The Vikings had several missing from action, however, as they left numerous players back in Mankato to rehabilitate injuries, including wide receiver Sidney Rice, who is dealing with a sore hamstring.
Also missing due to injury were WR Aundrae Allison, CB Ronyell Whitaker, RB Chester Taylor, RB Wendell Mathis, LB Ben Leber, OL Dan Mozes, WR Troy Williamson, WR Chandler Williams, DE Khreem Smith, and two who are still on the physically-unable-to-perform list – DE Erasmus James and WR Billy McMullen.
Several other key players – including CB Antoine Winfield, DTs Pat Williams and Kevin Williams, and OL Matt Birk and Steve Hutchinson – either did not participate in team drills or were given limited opportunities to avoid injury.
That might have been a wise decision, considering that a mild shoving match early on eventually turned into fisticuffs between DE Ray Edwards and Chiefs tackle Kyle Turley. On what was scheduled to be the final play of the evening anyway, according to Childress, Turley and Edwards started shoving before Turley got a couple glancing blows off the side of Edwards' helmet. That was followed by a series of punches from Edwards to Turley's body. For those scoring from the sidelines, Edwards clearly won the round.
"We had some pushing and shoving out there. That's football. That's the way it goes," Childress said. "That was the last play, so it had to end somewhere.

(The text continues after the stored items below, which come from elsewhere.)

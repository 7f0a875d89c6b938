use crate::intake::IntakeFilter;
use crate::queue::ReportQueue;
use metrics_exporter_prometheus::PrometheusHandle;
use serde::Serialize;
use std::sync::atomic::{AtomicU64, Ordering};
use std::sync::Arc;
use std::time::Instant;

/// Running totals shown on `/health`.
#[derive(Debug, Default)]
pub struct ReportStats {
    received: AtomicU64,
    filtered: AtomicU64,
    created: AtomicU64,
    commented: AtomicU64,
    failed: AtomicU64,
    retried: AtomicU64,
}

#[derive(Debug, Clone, Copy, Default, PartialEq, Eq, Serialize)]
pub struct StatsSnapshot {
    pub received: u64,
    pub filtered: u64,
    pub created: u64,
    pub commented: u64,
    pub failed: u64,
    pub retried: u64,
}

impl ReportStats {
    pub fn record_received(&self) {
        self.received.fetch_add(1, Ordering::Relaxed);
    }

    pub fn record_filtered(&self) {
        self.filtered.fetch_add(1, Ordering::Relaxed);
    }

    pub fn record_created(&self) {
        self.created.fetch_add(1, Ordering::Relaxed);
    }

    pub fn record_commented(&self) {
        self.commented.fetch_add(1, Ordering::Relaxed);
    }

    pub fn record_failure(&self) {
        self.failed.fetch_add(1, Ordering::Relaxed);
    }

    pub fn record_retry(&self) {
        self.retried.fetch_add(1, Ordering::Relaxed);
    }

    pub fn snapshot(&self) -> StatsSnapshot {
        StatsSnapshot {
            received: self.received.load(Ordering::Relaxed),
            filtered: self.filtered.load(Ordering::Relaxed),
            created: self.created.load(Ordering::Relaxed),
            commented: self.commented.load(Ordering::Relaxed),
            failed: self.failed.load(Ordering::Relaxed),
            retried: self.retried.load(Ordering::Relaxed),
        }
    }
}

#[derive(Clone)]
pub struct AppState {
    pub queue: Arc<ReportQueue>,
    pub filter: Arc<IntakeFilter>,
    pub stats: Arc<ReportStats>,
    pub metrics: Option<PrometheusHandle>,
    pub workers: usize,
    pub start_time: Instant,
}

impl AppState {
    pub fn new(
        queue: Arc<ReportQueue>,
        filter: IntakeFilter,
        stats: Arc<ReportStats>,
        workers: usize,
    ) -> Self {
        Self {
            queue,
            filter: Arc::new(filter),
            stats,
            metrics: None,
            workers,
            start_time: Instant::now(),
        }
    }

    pub fn with_metrics(mut self, handle: PrometheusHandle) -> Self {
        self.metrics = Some(handle);
        self
    }

    pub fn uptime_seconds(&self) -> u64 {
        self.start_time.elapsed().as_secs()
    }
}
use chrono::{DateTime, Duration, Utc};
use std::sync::{Arc, RwLock};

/// Source of the current time for expiry and comment timestamps.
pub trait Clock: Send + Sync {
    fn now(&self) -> DateTime<Utc>;
}

#[derive(Debug, Clone, Copy, Default)]
pub struct SystemClock;

impl Clock for SystemClock {
    fn now(&self) -> DateTime<Utc> {
        Utc::now()
    }
}

/// Clock that only moves when told to. Clones share the same time.
#[derive(Debug, Clone)]
pub struct ManualClock {
    now: Arc<RwLock<DateTime<Utc>>>,
}

impl ManualClock {
    pub fn new(start: DateTime<Utc>) -> Self {
        Self {
            now: Arc::new(RwLock::new(start)),
        }
    }

    pub fn advance(&self, by: Duration) {
        let mut now = self.now.write().unwrap_or_else(|e| e.into_inner());
        *now += by;
    }

    pub fn set(&self, to: DateTime<Utc>) {
        *self.now.write().unwrap_or_else(|e| e.into_inner()) = to;
    }
}

impl Default for ManualClock {
    fn default() -> Self {
        Self::new(Utc::now())
    }
}

impl Clock for ManualClock {
    fn now(&self) -> DateTime<Utc> {
        *self.now.read().unwrap_or_else(|e| e.into_inner())
    }
}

It had to end somewhere."
After being separated by teammates, Turley had some choice – albeit unprintable – words for Edwards that could be heard from 50 yards away.

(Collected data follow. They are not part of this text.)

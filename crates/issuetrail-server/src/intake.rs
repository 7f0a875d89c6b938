use issuetrail_core::types::CapturedError;
use std::collections::BTreeSet;

/// Why a captured error was not queued.
#[derive(Debug, Clone, Copy, PartialEq, Eq)]
pub enum Skip {
    /// Reporting is off in this environment.
    Disabled,
    /// Status code is not in the monitored set.
    Unmonitored,
}

/// Upstream selection of which captured errors are worth reporting.
#[derive(Debug, Clone)]
pub struct IntakeFilter {
    monitored: BTreeSet<u16>,
    enabled: bool,
}

impl IntakeFilter {
    pub fn new(monitored: BTreeSet<u16>, enabled: bool) -> Self {
        Self { monitored, enabled }
    }

    pub fn check(&self, error: &CapturedError) -> Result<(), Skip> {
        if !self.enabled {
            return Err(Skip::Disabled);
        }
        if !self.monitored.contains(&error.status_code) {
            return Err(Skip::Unmonitored);
        }
        Ok(())
    }

    pub fn monitored(&self) -> &BTreeSet<u16> {
        &self.monitored
    }

    pub fn is_enabled(&self) -> bool {
        self.enabled
    }
}

#[cfg(test)]
mod tests {
    use super::*;

    fn error(status: u16) -> CapturedError {
        CapturedError::new("boom", "app.rs", 1, status)
    }

    #[test]
    fn test_monitored_status_admitted() {
        let filter = IntakeFilter::new(BTreeSet::from([500, 503]), true);
        assert_eq!(filter.check(&error(500)), Ok(()));
        assert_eq!(filter.check(&error(503)), Ok(()));
        assert_eq!(filter.check(&error(404)), Err(Skip::Unmonitored));
    }

    #[test]
    fn test_disabled_skips_everything() {
        let filter = IntakeFilter::new(BTreeSet::from([500]), false);
        assert_eq!(filter.check(&error(500)), Err(Skip::Disabled));
    }
}
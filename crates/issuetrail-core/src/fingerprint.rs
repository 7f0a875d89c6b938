use crate::types::{CapturedError, Fingerprint};
use sha2::{Digest, Sha256};

const DELIMITER: &[u8] = b"\x00";

/// Compute the deduplication key for an error raised at `source_file:source_line`.
///
/// SHA-256 over the three components separated by NUL bytes, hex encoded.
/// No salt is mixed in, so every process derives the same key for the same
/// error. The stack trace is not part of the key.
pub fn fingerprint(message: &str, source_file: &str, source_line: u32) -> Fingerprint {
    let mut hasher = Sha256::new();
    hasher.update(message.as_bytes());
    hasher.update(DELIMITER);
    hasher.update(source_file.as_bytes());
    hasher.update(DELIMITER);
    hasher.update(source_line.to_string().as_bytes());
    Fingerprint::new(hex::encode(hasher.finalize()))
}

/// Fingerprint of a captured error.
pub fn fingerprint_error(error: &CapturedError) -> Fingerprint {
    fingerprint(&error.message, &error.source_file, error.source_line)
}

Those blows will probably end up television, as most of the viewing angles for photographers were fairly limited, but that fight happened in a relatively open area. For sure, the NFL Films crew that was given additional access for HBO's "Hard Knocks" series will almost certainly show it.
"The last four and a half seconds of an hour and 15 or hour and a half, that's just football. Guys get agitated," Childress said. "It's a physical game, and you've just got to make sure that everybody keeps their composure. It will be a good lesson for us."
But during the course of play, when it really mattered, the Vikings offense showed improvement.
"I think we had a better tempo tonight as an offense and we were sharper," Bollinger said. "It wasn't perfect, but, yeah, I think we took a little step."
Despite the limited number of receivers available Saturday night, Bollinger believes the quarterbacks and receivers are starting to build a positive rapport.
"From where we came in the spring, we had so many new guys and faces in the receiving corps, I think we've really gotten better and feel a lot more comfortable with each other," he said.
Childress thought both Bollinger and Jackson looked better Saturday than they did Friday in Mankato in the first practice against the Chiefs.
‘From both of those guys, I thought they picked up from last night. They were more comfortable with the rush," Childress said. "As I mentioned before, seven-on-seven is not the real world. We've got line runners out there doing things. It's really when all that decision-making happens with people in your face. That's the key component, and then doing the right thing with it when you are down there in the red area."
In his first full-team work of the night, Bollinger looked the part.
He started with about an 8-yard reception to RB Mewelde Moore and completed a short pass to WR Jason Carter before a 20-yard pass went through the hands of WR Martin Nance. Bollinger went right back to Nance for a 10-yard gain and ended his series with what would have been a medium-range pass to TE Braden Jones if not for a good pass-defensing effort from Chiefs LB Keyaron Fox.
Jackson came back in and completed two medium-range passes and drew a pass interference penalty.
In the second full-team session, Bollinger continued to look sharp, completing two of his first three passes for more than 10 yards each, but just slightly overthrowing a would-be touchdown pass to a diving Nance in the end zone.
Both Jackson and Bollinger then ran into protection problems in their final two series, with Jackson taking two touch sacks (there was no tackling) and Bollinger taking one.
Still, for a wet and chilly evening, the offense felt progress had been made.